Bucket 1: Read-Heavy Systems

Bucket 2: Write-Heavy Systems

Bucket 3: Real-Time Systems

Bucket 4: Correctness-Critical Systems

Real Systems Mix Buckets. That's the Senior-Level Move.

Train the Muscle Before the Interview

Key Takeaways

Frequently Asked Questions

Most candidates don't fail system design interviews because they lack knowledge.

They fail because they can't decide.

The interviewer says "Design Instagram," and the candidate freezes. Should they start with the database? Add a cache? Bring up CDNs? Mention Kafka because it sounds impressive? They know all the pieces. They just don't know which piece this problem is actually asking for.

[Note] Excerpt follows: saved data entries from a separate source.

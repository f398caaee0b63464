//! DDL generation.
//!
//! Renders a [`SchemaDifference`] into dialect-specific scripts. Scripts are
//! always emitted in the same order: table creates, then for each changed
//! table its column adds, alters and drops, then table drops. Capabilities
//! are checked before rendering, so an operation a dialect cannot perform
//! fails generation instead of reaching the server.

mod mssql;
mod mysql;
mod postgres;
mod sqlite;

pub use mssql::MssqlGenerator;
pub use mysql::MySqlGenerator;
pub use postgres::PostgresGenerator;
pub use sqlite::SqliteGenerator;

use driftless_model::{ColumnDefinition, Dialect, EntityDefinition, PropertyDefinition, TableDefinition};

use crate::capability::{Capability, ServerVersion, add_primary_key_capability, capability};
use crate::compat::{TypeFamily, TypeOracle, UNBOUNDED, oracle_for};
use crate::diff::SchemaDifference;
use crate::error::MigrateResult;
use crate::policy::MigrationPolicy;
use crate::script::{MigrationScript, Operation};

/// Settings that shape generated DDL.
#[derive(Debug, Clone, PartialEq, Eq)]
pub struct GeneratorOptions {
    /// Server version, for capability checks.
    pub version: Option<ServerVersion>,
    /// MySQL storage engine.
    pub mysql_engine: String,
    /// MySQL default character set.
    pub mysql_charset: String,
}

impl Default for GeneratorOptions {
    fn default() -> Self {
        Self::from_policy(&MigrationPolicy::default(), None)
    }
}

impl GeneratorOptions {
    /// Options from a policy and the detected server version.
    pub fn from_policy(policy: &MigrationPolicy, version: Option<ServerVersion>) -> Self {
        Self {
            version,
            mysql_engine: policy.mysql_engine.clone(),
            mysql_charset: policy.mysql_charset.clone(),
        }
    }

    /// Set the server version.
    pub fn version(mut self, version: ServerVersion) -> Self {
        self.version = Some(version);
        self
    }
}

/// Per-dialect DDL rendering.
pub trait DdlGenerator: Send + Sync {
    /// Target dialect.
    fn dialect(&self) -> Dialect;

    /// Server version used for capability checks.
    fn version(&self) -> Option<ServerVersion>;

    /// Render `CREATE TABLE` for an entity, including its primary key and
    /// identity column.
    fn create_table(&self, entity: &EntityDefinition) -> MigrateResult<MigrationScript>;

    /// Render an added column. `key` holds the table's full primary key when
    /// this column completes a key the live table lacks.
    fn add_column(
        &self,
        entity: &EntityDefinition,
        property: &PropertyDefinition,
        key: Option<&[&PropertyDefinition]>,
    ) -> MigrateResult<MigrationScript>;

    /// Render a widening or tightening alteration.
    fn alter_column(
        &self,
        entity: &EntityDefinition,
        property: &PropertyDefinition,
        column: &ColumnDefinition,
    ) -> MigrateResult<MigrationScript>;

    /// Render a column drop.
    fn drop_column(
        &self,
        table: &TableDefinition,
        column: &ColumnDefinition,
    ) -> MigrateResult<MigrationScript>;

    /// Render a table drop.
    fn drop_table(&self, table: &TableDefinition) -> MigrateResult<MigrationScript>;

    /// Whether the dialect can perform `operation` at the detected version.
    fn capability(&self, operation: Operation) -> Capability {
        capability(self.dialect(), self.version(), operation)
    }

    /// Render a whole difference in dependency order.
    fn generate(&self, diff: &SchemaDifference) -> MigrateResult<Vec<MigrationScript>> {
        let dialect = self.dialect();
        let require = |op: Operation| self.capability(op).require(op.as_str(), dialect);
        let mut scripts = Vec::new();

        for entity in &diff.tables_to_create {
            scripts.push(self.create_table(entity)?);
        }

        for change in &diff.table_changes {
            let entity_key = change.entity.primary_key();
            let completes_key = (!change.table.has_primary_key())
                .then(|| change.columns_to_add.iter().rposition(|p| p.primary_key))
                .flatten();

            for (index, property) in change.columns_to_add.iter().enumerate() {
                let key = if completes_key == Some(index) {
                    add_primary_key_capability(dialect)
                        .require(Operation::AddColumn.as_str(), dialect)?;
                    Some(entity_key.as_slice())
                } else {
                    None
                };
                scripts.push(self.add_column(&change.entity, property, key)?);
            }

            if !change.columns_to_alter.is_empty() {
                require(Operation::AlterColumn)?;
            }
            for (property, column) in &change.columns_to_alter {
                scripts.push(self.alter_column(&change.entity, property, column)?);
            }

            if !change.columns_to_delete.is_empty() {
                require(Operation::DropColumn)?;
            }
            for column in &change.columns_to_delete {
                scripts.push(self.drop_column(&change.table, column)?);
            }
        }

        if !diff.tables_to_delete.is_empty() {
            require(Operation::DropTable)?;
        }
        for table in &diff.tables_to_delete {
            scripts.push(self.drop_table(table)?);
        }

        Ok(scripts)
    }
}

/// The generator for a dialect.
pub fn generator_for(dialect: Dialect, options: GeneratorOptions) -> Box<dyn DdlGenerator> {
    match dialect {
        Dialect::Sqlite => Box::new(SqliteGenerator::new(options)),
        Dialect::MySql => Box::new(MySqlGenerator::new(options)),
        Dialect::PostgreSql => Box::new(PostgresGenerator::new(options)),
        Dialect::SqlServer => Box::new(MssqlGenerator::new(options)),
    }
}

/// `schema.table` for descriptions.
pub(crate) fn display_name(schema: Option<&str>, name: &str) -> String {
    match schema.filter(|s| !s.is_empty()) {
        Some(schema) => format!("{}.{}", schema, name),
        None => name.to_string(),
    }
}

/// Comma-separated quoted key columns.
pub(crate) fn key_list(dialect: Dialect, key: &[&PropertyDefinition]) -> String {
    key.iter()
        .map(|p| dialect.quote(&p.name))
        .collect::<Vec<_>>()
        .join(", ")
}

/// `DEFAULT ...` clause for a property. With `backfill`, a required column
/// without an explicit default gets its kind's zero literal so existing rows
/// satisfy `NOT NULL`.
pub(crate) fn default_clause(
    dialect: Dialect,
    property: &PropertyDefinition,
    backfill: bool,
) -> Option<String> {
    if let Some(expr) = property.default_value.as_deref() {
        return Some(format!("DEFAULT {}", expr));
    }
    if backfill && !property.is_nullable() && !property.identity {
        return property
            .kind
            .zero_literal(dialect)
            .map(|literal| format!("DEFAULT {}", literal));
    }
    None
}

/// What an altered column becomes.
#[derive(Debug, Clone, PartialEq, Eq)]
pub(crate) struct AlterTarget {
    /// Column type after the alteration.
    pub type_sql: String,
    /// Whether the type differs from the live one.
    pub type_changed: bool,
    /// Whether the column ends up NOT NULL.
    pub not_null: bool,
    /// Whether the alteration tightens nullability.
    pub tightens: bool,
}

/// Compute the target of an alteration without narrowing anything: a
/// compatible type is kept as it is, NOT NULL is never dropped, and decimals
/// keep the larger of the declared and live precision and scale.
pub(crate) fn alter_target(
    dialect: Dialect,
    property: &PropertyDefinition,
    column: &ColumnDefinition,
) -> AlterTarget {
    let oracle = oracle_for(dialect);
    let live = oracle.classify_column(column);
    let type_changed = !oracle.is_compatible(property, column);

    let declared = oracle.classify_property(property);

    let type_sql = if !type_changed {
        live_type_sql(oracle.as_ref(), column)
    } else if declared.family == TypeFamily::Decimal && live.family == TypeFamily::Decimal {
        let precision = declared.precision.max(live.precision);
        let scale = declared.scale.max(live.scale);
        property
            .kind
            .sql_type(dialect, property.max_length, precision, scale)
    } else {
        property.resolve_sql_type(dialect)
    };

    let tightens = !property.is_nullable() && column.nullable;
    AlterTarget {
        type_sql,
        type_changed,
        not_null: tightens || !column.nullable,
        tightens,
    }
}

/// Re-render a live column's full type, restoring size arguments the
/// catalog reports separately.
pub(crate) fn live_type_sql(oracle: &dyn TypeOracle, column: &ColumnDefinition) -> String {
    if column.data_type.contains('(') {
        return column.data_type.clone();
    }

    let ty = oracle.classify_column(column);
    match ty.family {
        TypeFamily::String | TypeFamily::Binary => match column.max_length {
            Some(n) if n != UNBOUNDED => format!("{}({})", column.data_type, n),
            _ => column.data_type.clone(),
        },
        TypeFamily::Decimal => match (column.precision, column.scale) {
            (Some(p), Some(s)) => format!("{}({},{})", column.data_type, p, s),
            (Some(p), None) => format!("{}({})", column.data_type, p),
            _ => column.data_type.clone(),
        },
        _ => column.data_type.clone(),
    }
}

#[cfg(test)]
mod tests {
    use super::*;
    use crate::diff::TableChange;
    use crate::error::MigrationError;
    use driftless_model::ValueKind;

    fn change(entity: EntityDefinition, table: TableDefinition) -> TableChange {
        TableChange {
            entity,
            table,
            columns_to_add: Vec::new(),
            columns_to_alter: Vec::new(),
            columns_to_delete: Vec::new(),
        }
    }

    #[test]
    fn test_default_clause() {
        let required = PropertyDefinition::new("Qty", ValueKind::Int32).required();
        assert_eq!(
            default_clause(Dialect::PostgreSql, &required, true).as_deref(),
            Some("DEFAULT 0")
        );
        assert_eq!(default_clause(Dialect::PostgreSql, &required, false), None);
        assert_eq!(default_clause(Dialect::MySql, &required, true), None);

        let explicit = required.clone().default_value("1");
        assert_eq!(
            default_clause(Dialect::MySql, &explicit, false).as_deref(),
            Some("DEFAULT 1")
        );

        let optional = PropertyDefinition::new("Qty", ValueKind::Int32);
        assert_eq!(default_clause(Dialect::Sqlite, &optional, true), None);
    }

    #[test]
    fn test_alter_target_keeps_compatible_type() {
        let property = PropertyDefinition::new("Status", ValueKind::String)
            .max_length(20)
            .required();
        let column = ColumnDefinition::new("Status", "character varying").max_length(50);

        let target = alter_target(Dialect::PostgreSql, &property, &column);
        assert_eq!(target.type_sql, "character varying(50)");
        assert!(!target.type_changed);
        assert!(target.tightens && target.not_null);
    }

    #[test]
    fn test_alter_target_never_loosens() {
        let property = PropertyDefinition::new("Status", ValueKind::String).max_length(100);
        let column = ColumnDefinition::new("Status", "nvarchar").max_length(50).not_null();

        let target = alter_target(Dialect::SqlServer, &property, &column);
        assert_eq!(target.type_sql, "NVARCHAR(100)");
        assert!(target.type_changed);
        assert!(target.not_null);
        assert!(!target.tightens);
    }

    #[test]
    fn test_alter_target_decimal_max() {
        let property = PropertyDefinition::new("Total", ValueKind::Decimal).precision(12, 2);
        let column = ColumnDefinition::new("Total", "decimal").precision(10, 4);

        let target = alter_target(Dialect::MySql, &property, &column);
        assert_eq!(target.type_sql, "DECIMAL(12,4)");
    }

    #[test]
    fn test_generate_order() {
        let generator = generator_for(Dialect::PostgreSql, GeneratorOptions::default());
        let entity = EntityDefinition::new("Customer")
            .property(PropertyDefinition::new("Id", ValueKind::Int64).primary_key())
            .property(PropertyDefinition::new("Email", ValueKind::String).max_length(100))
            .property(PropertyDefinition::new("Name", ValueKind::String).max_length(100));
        let table = TableDefinition::new("Customer")
            .column(ColumnDefinition::new("Id", "bigint").primary_key())
            .column(ColumnDefinition::new("Name", "character varying").max_length(50))
            .column(ColumnDefinition::new("Legacy", "text"));

        let mut c = change(entity.clone(), table.clone());
        c.columns_to_add.push(entity.properties[1].clone());
        c.columns_to_alter
            .push((entity.properties[2].clone(), table.columns[1].clone()));
        c.columns_to_delete.push(table.columns[2].clone());

        let diff = SchemaDifference {
            tables_to_create: vec![
                EntityDefinition::new("Order")
                    .property(PropertyDefinition::new("Id", ValueKind::Int32).primary_key()),
            ],
            tables_to_delete: vec![TableDefinition::new("Audit")],
            table_changes: vec![c],
        };

        let ops: Vec<Operation> = generator
            .generate(&diff)
            .unwrap()
            .iter()
            .map(|s| s.operation)
            .collect();
        assert_eq!(
            ops,
            vec![
                Operation::CreateTable,
                Operation::AddColumn,
                Operation::AlterColumn,
                Operation::DropColumn,
                Operation::DropTable,
            ]
        );
    }

    #[test]
    fn test_capability_checked_before_rendering() {
        let old = GeneratorOptions::default().version(ServerVersion::new(3, 31, 0));
        let generator = generator_for(Dialect::Sqlite, old);
        let table = TableDefinition::new("t")
            .column(ColumnDefinition::new("id", "INTEGER").primary_key())
            .column(ColumnDefinition::new("gone", "TEXT"));
        let mut c = change(
            EntityDefinition::new("t")
                .property(PropertyDefinition::new("id", ValueKind::Int64).primary_key()),
            table.clone(),
        );
        c.columns_to_delete.push(table.columns[1].clone());

        let diff = SchemaDifference {
            table_changes: vec![c],
            ..Default::default()
        };
        let err = generator.generate(&diff).unwrap_err();
        assert!(matches!(err, MigrationError::Unsupported { .. }));
        assert!(err.to_string().contains("3.35.0"));
    }
}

Here's the uncomfortable truth: knowing 50 system design concepts does not help you if you can't pick the right 5 for the problem in front of you.

This article gives you a decision tree that fixes that. It starts with a single question, sorts every system design problem into one of four buckets, and tells you exactly which patterns to reach for in each bucket. By the end, you'll be able to classify any interview question in the first five minutes and design with confidence instead of guessing.

The One Question That Unlocks Every Design

Before you draw a single box on the whiteboard, ask yourself:

What is the core challenge of this system?

Not "what does this system do." Every candidate can describe what Instagram does. The question is what makes it hard. What would break first if this system got popular? What property can it never violate?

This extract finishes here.